The terms “body” and “fullness” are wine attributes frequently used to describe the in-mouth impression of both red and white table wines [83]. Wines are regularly classified as being light, medium, or full-bodied. Presumably, wines of different styles appeal to different market segments and are consumed in various social and culinary contexts. However, despite its widespread use and application, there appears to be a lack of common understanding within the wine trade of what sensory aspects contribute to the wine body. Most importantly, there seems to be no agreed position on the conditions for “fullness” in wine or other alcoholic beverages. Despite the apparent lack of agreement on what constitutes body in wine, Gawel [84] showed that experienced wine tasters, with extensive practical training, had an equivalent understanding of “body” in white wines and considered the feature important in distinguishing between the wines. It has long been speculated that alcohol strongly contributes to palate fullness in white wine [85]. Pickering et al. [4] were the first to test this premise formally. They found that the perceived density of a de-alcoholized wine generally increased with increasing alcohol over a 14% (v/v) range, while its perceived viscosity was highest at 10% (v/v) ethanol. Later work [86] using model wine solutions showed a positive monotonic effect of alcohol content on perceived viscosity and density over the same alcohol range, further supporting a positive relationship between alcohol content and fullness in white wine.
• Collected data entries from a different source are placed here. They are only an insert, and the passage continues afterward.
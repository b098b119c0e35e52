mod api;
mod components;
mod coords;
mod pages;

use dioxus::prelude::*;

const CSS: Asset = asset!("/assets/main.css");
const FAVICON: Asset = asset!("/assets/favicon.svg");

#[allow(non_snake_case)]
fn App() -> Element {
    rsx! {
        document::Title { "Earthquakes of the Past Week" }
        document::Link { rel: "icon", r#type: "image/svg+xml", href: FAVICON }
        document::Stylesheet { href: CSS }
        pages::quake_map::QuakeMap {}
    }
}

fn main() {
    launch(App);
}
The contribution of ethanol to wine sensory properties extends beyond that of possibly enhancing fullness. Ethanol affects the headspace concentrations of many wine volatiles [87] and contributes to sweetness [88]. Furthermore, ethanol-induced palate warmth and perceived viscosity may indirectly affect aroma and flavor perception. Moreover, according to the work of Joshi and Sandhu [89], the sensory evaluation results of different vermouths prepared with varying concentrations of ethanol, sugar levels, and spices extract showed significant differences for various sensory quality parameters. The data obtained revealed that for color and appearance, 12% (v/v) and 15% (v/v) of alcohol with 2.5% (w/v) spices extract scored better, but for aroma, virtually all the treatments were comparable. However, in total acidity, vermouth with 18% (v/v) ethanol scored lower than those with 12% (v/v) and 15% (v/v). In bitterness and astringency, vermouths of all the treatments were comparable. In overall quality, apple vermouth with 15% (v/v) ethanol, 2.5% (w/v) spices extract, and 4% (v/v) sugar content scored the highest. So, bitterness, astringency, and total acidity are influenced by the alcohol vermouth concentration. However, for Noble [90], the higher concentrations of alcohol in wines enhance bitterness intensity but do not affect the perception of astringency.